Collected data:
------------------------------------------------

//! Retention windows
//!
//! Four contiguous windows reach progressively further into the past:
//!
//! ```text
//! now ── all ──┬── daily ──┬── weekly ──┬── monthly ──┬── yearly ──┐
//!        keep  │ 1 per day │ 1 per week │ 1 per month │ 1 per year │ delete
//! ```
//!
//! Each window ends where the next one starts.

use std::fmt;

use chrono::{DateTime, Duration, Months, Utc};
use serde::Serialize;

use crate::config::RetentionSettings;

/// A time range; membership includes both ends
#[derive(Debug, Clone, Copy, PartialEq, Eq)]
pub struct Period {
    start: DateTime<Utc>,
    end: DateTime<Utc>,
}

impl Period {
    pub fn new(start: DateTime<Utc>, end: DateTime<Utc>) -> Self {
        Self { start, end }
    }

    /// The more recent boundary
    pub fn start(&self) -> DateTime<Utc> {
        self.start
    }

    /// The older boundary
    pub fn end(&self) -> DateTime<Utc> {
        self.end
    }

    /// Whether `date` lies between the boundaries, in either order
    pub fn contains(&self, date: DateTime<Utc>) -> bool {
        let (low, high) = if self.start <= self.end {
            (self.start, self.end)
        } else {
            (self.end, self.start)
        };
        low <= date && date <= high
    }
}

/// The four retention windows
#[derive(Debug, Clone, Copy, PartialEq, Eq, Hash, Serialize)]
#[serde(rename_all = "snake_case")]
pub enum PeriodKind {
    Daily,
    Weekly,
    Monthly,
    Yearly,
}

impl PeriodKind {
    /// All windows, most recent first
    pub const ALL: [PeriodKind; 4] = [
        PeriodKind::Daily,
        PeriodKind::Weekly,
        PeriodKind::Monthly,
        PeriodKind::Yearly,
    ];

    /// Key that puts backups of the same day, week, month or year together
    ///
    /// Weekly keys pair the calendar year with the ISO week number.
    pub fn group_key(&self, date: DateTime<Utc>) -> String {
        let format = match self {
            PeriodKind::Daily => "%Y%m%d",
            PeriodKind::Weekly => "%Y%V",
            PeriodKind::Monthly => "%Y%m",
            PeriodKind::Yearly => "%Y",
        };
        date.format(format).to_string()
    }
}

impl fmt::Display for PeriodKind {
    fn fmt(&self, f: &mut fmt::Formatter<'_>) -> fmt::Result {
        match self {
            PeriodKind::Daily => write!(f, "daily"),
            PeriodKind::Weekly => write!(f, "weekly"),
            PeriodKind::Monthly => write!(f, "monthly"),
            PeriodKind::Yearly => write!(f, "yearly"),
        }
    }
}

/// Windows derived from the retention settings, anchored at a moment
#[derive(Debug, Clone, Copy, PartialEq, Eq)]
pub struct RetentionPeriods {
    pub daily: Period,
    pub weekly: Period,
    pub monthly: Period,
    pub yearly: Period,
}

impl RetentionPeriods {
    /// Calculate the windows as seen from `now`
    pub fn calculate(settings: &RetentionSettings, now: DateTime<Utc>) -> Self {
        let daily_start = sub_days(now, settings.keep_all_backups_for_days);
        let daily = Period::new(
            daily_start,
            sub_days(daily_start, settings.keep_daily_backups_for_days),
        );
        let weekly = Period::new(
            daily.end(),
            sub_days(daily.end(), settings.keep_weekly_backups_for_weeks * 7),
        );
        let monthly = Period::new(
            weekly.end(),
            sub_months(weekly.end(), settings.keep_monthly_backups_for_months),
        );
        let yearly = Period::new(
            monthly.end(),
            sub_months(monthly.end(), settings.keep_yearly_backups_for_years * 12),
        );

        Self {
            daily,
            weekly,
            monthly,
            yearly,
        }
    }

    /// The window of a kind
    pub fn get(&self, kind: PeriodKind) -> &Period {
        match kind {
            PeriodKind::Daily => &self.daily,
            PeriodKind::Weekly => &self.weekly,
            PeriodKind::Monthly => &self.monthly,
            PeriodKind::Yearly => &self.yearly,
        }
    }

    /// Anything older than this is outside every window
    pub fn cutoff(&self) -> DateTime<Utc> {
        self.yearly.end()
    }
}

fn sub_days(date: DateTime<Utc>, days: u32) -> DateTime<Utc> {
    date.checked_sub_signed(Duration::days(i64::from(days)))
        .unwrap_or(DateTime::<Utc>::MIN_UTC)
}

/// Month arithmetic clamps to the end of shorter months (Mar 31 - 1 month = Feb 29).
fn sub_months(date: DateTime<Utc>, months: u32) -> DateTime<Utc> {
    date.checked_sub_months(Months::new(months))
        .unwrap_or(DateTime::<Utc>::MIN_UTC)
}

------------------------------------------------

:: Your task ::
For the word "from", count the lines of the data that contain it and give only the count.

:: Response below ::
3